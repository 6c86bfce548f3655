//! Application controller for the translation commands

use std::path::{Path, PathBuf};
use std::sync::Arc;
use std::time::Instant;

use log::{debug, info};

use crate::app_config::{ProjectConfig, ResolvedTranslation, process_env};
use crate::document::FsDocumentSource;
use crate::errors::{AppError, TranslationError};
use crate::providers::{Translator, create_translator};
use crate::render::{OutputFormat, PandocRenderer, Renderer};
use crate::translation::batch::{BatchDriver, BatchSummary};
use crate::translation::templates::{TemplateReport, run_templates};

type EnvLookup = dyn Fn(&str) -> Option<String> + Send + Sync;

/// Main application controller: turns a loaded configuration into pipeline runs
pub struct Controller {
    /// Project configuration
    config: ProjectConfig,
    /// Project root holding policies/, procedures/, narratives/
    root: PathBuf,
    /// Environment lookup, the process environment outside tests
    env: Box<EnvLookup>,
    /// Draw progress bars
    show_progress: bool,
}

impl Controller {
    /// Create a controller reading the process environment
    pub fn with_config(config: ProjectConfig, root: impl Into<PathBuf>) -> Self {
        Self {
            config,
            root: root.into(),
            env: Box::new(process_env),
            show_progress: false,
        }
    }

    /// Replace the environment lookup
    pub fn with_env(mut self, env: impl Fn(&str) -> Option<String> + Send + Sync + 'static) -> Self {
        self.env = Box::new(env);
        self
    }

    pub fn with_progress(mut self, show: bool) -> Self {
        self.show_progress = show;
        self
    }

    pub fn config(&self) -> &ProjectConfig {
        &self.config
    }

    /// Resolve languages and provider for a run
    pub fn resolve(&self, provider_override: Option<&str>) -> Result<ResolvedTranslation, AppError> {
        Ok(self.config.resolve_translation(provider_override, &*self.env)?)
    }

    /// `translate-templates [PATH] [--provider NAME]`
    pub async fn translate_templates(
        &self,
        path: Option<&Path>,
        provider_override: Option<&str>,
    ) -> Result<TemplateReport, AppError> {
        let resolved = self.resolve(provider_override)?;
        let provider = create_translator(&resolved.provider).map_err(TranslationError::from)?;
        self.translate_templates_with(provider, &resolved, path).await
    }

    /// Template translation with an already built provider
    pub async fn translate_templates_with(
        &self,
        provider: Arc<dyn Translator>,
        resolved: &ResolvedTranslation,
        path: Option<&Path>,
    ) -> Result<TemplateReport, AppError> {
        let start = Instant::now();
        let report = run_templates(provider, resolved, &self.root, path, self.show_progress).await?;
        debug!("Template translation took {:?}", start.elapsed());
        Ok(report)
    }

    /// `render-translated [--format FORMAT] [--output DIR]`
    pub async fn render_translated(
        &self,
        formats: &[OutputFormat],
        output_dir: Option<&Path>,
        provider_override: Option<&str>,
    ) -> Result<BatchSummary, AppError> {
        let resolved = self.resolve(provider_override)?;
        let provider = create_translator(&resolved.provider).map_err(TranslationError::from)?;
        let renderer = Arc::new(PandocRenderer::new(self.root.join(&resolved.pandoc_template)));
        self.render_translated_with(provider, renderer, &resolved, formats, output_dir)
            .await
    }

    /// Translated rendering with an already built provider and renderer
    pub async fn render_translated_with(
        &self,
        provider: Arc<dyn Translator>,
        renderer: Arc<dyn Renderer>,
        resolved: &ResolvedTranslation,
        formats: &[OutputFormat],
        output_dir: Option<&Path>,
    ) -> Result<BatchSummary, AppError> {
        let output_dir = match output_dir {
            Some(dir) => dir.to_path_buf(),
            None => self.root.join(&self.config.output_dir),
        };

        let prefix = Some(self.config.file_prefix.clone()).filter(|p| !p.is_empty());
        let source = FsDocumentSource::new(&self.root, prefix).with_translations(resolved.languages.clone());

        info!(
            "Rendering translated documents to {} for {}",
            output_dir.display(),
            resolved.languages.join(", ")
        );

        let summary = BatchDriver::new(Arc::new(source), provider, renderer, output_dir)
            .configured(resolved)
            .run_all(formats, &resolved.languages)
            .await?;
        Ok(summary)
    }
}
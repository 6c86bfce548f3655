/*!
 * Minimal HTTP server standing in for provider APIs.
 *
 * Every connection gets one canned response and is then closed. Requests are recorded
 * so tests can assert on paths, headers and JSON bodies without any external call.
 */

use std::sync::Arc;

use parking_lot::Mutex;
use tokio::io::{AsyncReadExt, AsyncWriteExt};
use tokio::net::{TcpListener, TcpStream};
use tokio::task::JoinHandle;

/// A request received by the stub
#[derive(Debug, Clone)]
pub struct RecordedRequest {
    pub method: String,
    pub path: String,
    /// Header names are lowercased
    pub headers: Vec<(String, String)>,
    pub body: String,
}

impl RecordedRequest {
    pub fn header(&self, name: &str) -> Option<&str> {
        let name = name.to_lowercase();
        self.headers.iter().find(|(k, _)| *k == name).map(|(_, v)| v.as_str())
    }

    pub fn json(&self) -> serde_json::Value {
        serde_json::from_str(&self.body).unwrap_or(serde_json::Value::Null)
    }
}

/// Local server answering every request with the same status and body
pub struct StubServer {
    pub url: String,
    requests: Arc<Mutex<Vec<RecordedRequest>>>,
    handle: JoinHandle<()>,
}

impl StubServer {
    pub async fn start(status: u16, body: impl Into<String>) -> Self {
        let listener = TcpListener::bind("127.0.0.1:0").await.expect("bind stub server");
        let url = format!("http://{}", listener.local_addr().expect("stub address"));
        let requests = Arc::new(Mutex::new(Vec::new()));
        let body = body.into();

        let recorded = Arc::clone(&requests);
        let handle = tokio::spawn(async move {
            while let Ok((mut socket, _)) = listener.accept().await {
                if let Some(request) = read_request(&mut socket).await {
                    recorded.lock().push(request);
                }
                let response = format!(
                    "HTTP/1.1 {} {}\r\nContent-Type: application/json\r\nContent-Length: {}\r\nConnection: close\r\n\r\n{}",
                    status,
                    reason(status),
                    body.len(),
                    body
                );
                let _ = socket.write_all(response.as_bytes()).await;
                let _ = socket.shutdown().await;
            }
        });

        Self { url, requests, handle }
    }

    /// A server that accepts connections and never answers
    pub async fn silent() -> Self {
        let listener = TcpListener::bind("127.0.0.1:0").await.expect("bind stub server");
        let url = format!("http://{}", listener.local_addr().expect("stub address"));

        let handle = tokio::spawn(async move {
            let mut open = Vec::new();
            while let Ok((socket, _)) = listener.accept().await {
                open.push(socket);
            }
        });

        Self {
            url,
            requests: Arc::new(Mutex::new(Vec::new())),
            handle,
        }
    }

    pub fn requests(&self) -> Vec<RecordedRequest> {
        self.requests.lock().clone()
    }
}

impl Drop for StubServer {
    fn drop(&mut self) {
        self.handle.abort();
    }
}

/// An address nothing listens on
pub async fn unused_local_url() -> String {
    let listener = TcpListener::bind("127.0.0.1:0").await.expect("bind");
    let url = format!("http://{}", listener.local_addr().expect("address"));
    drop(listener);
    url
}

fn reason(status: u16) -> &'static str {
    match status {
        200 => "OK",
        400 => "Bad Request",
        401 => "Unauthorized",
        429 => "Too Many Requests",
        500 => "Internal Server Error",
        _ => "Status",
    }
}

async fn read_request(socket: &mut TcpStream) -> Option<RecordedRequest> {
    let mut buffer = Vec::new();
    let mut chunk = [0u8; 4096];

    let header_end = loop {
        let n = socket.read(&mut chunk).await.ok()?;
        if n == 0 {
            return None;
        }
        buffer.extend_from_slice(&chunk[..n]);
        if let Some(pos) = buffer.windows(4).position(|w| w == b"\r\n\r\n") {
            break pos;
        }
    };

    let head = String::from_utf8_lossy(&buffer[..header_end]).into_owned();
    let mut lines = head.split("\r\n");
    let mut request_line = lines.next()?.split_whitespace();
    let method = request_line.next()?.to_string();
    let path = request_line.next()?.to_string();

    let headers: Vec<(String, String)> = lines
        .filter_map(|line| line.split_once(':'))
        .map(|(k, v)| (k.trim().to_lowercase(), v.trim().to_string()))
        .collect();

    let content_length = headers
        .iter()
        .find(|(k, _)| k == "content-length")
        .and_then(|(_, v)| v.parse::<usize>().ok())
        .unwrap_or(0);

    let body_start = header_end + 4;
    while buffer.len() < body_start + content_length {
        let n = socket.read(&mut chunk).await.ok()?;
        if n == 0 {
            break;
        }
        buffer.extend_from_slice(&chunk[..n]);
    }

    let end = buffer.len().min(body_start + content_length);
    let body = String::from_utf8_lossy(&buffer[body_start..end]).into_owned();

    Some(RecordedRequest {
        method,
        path,
        headers,
        body,
    })
}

════════

Gather all lines with the string "ResolvedTranslation" from the data.

## [Your solution]
use crate::app_config::{ProjectConfig, ResolvedTranslation, process_env};
    pub fn resolve(&self, provider_override: Option<&str>) -> Result<ResolvedTranslation, AppError> {
        resolved: &ResolvedTranslation,
        resolved: &ResolvedTranslation,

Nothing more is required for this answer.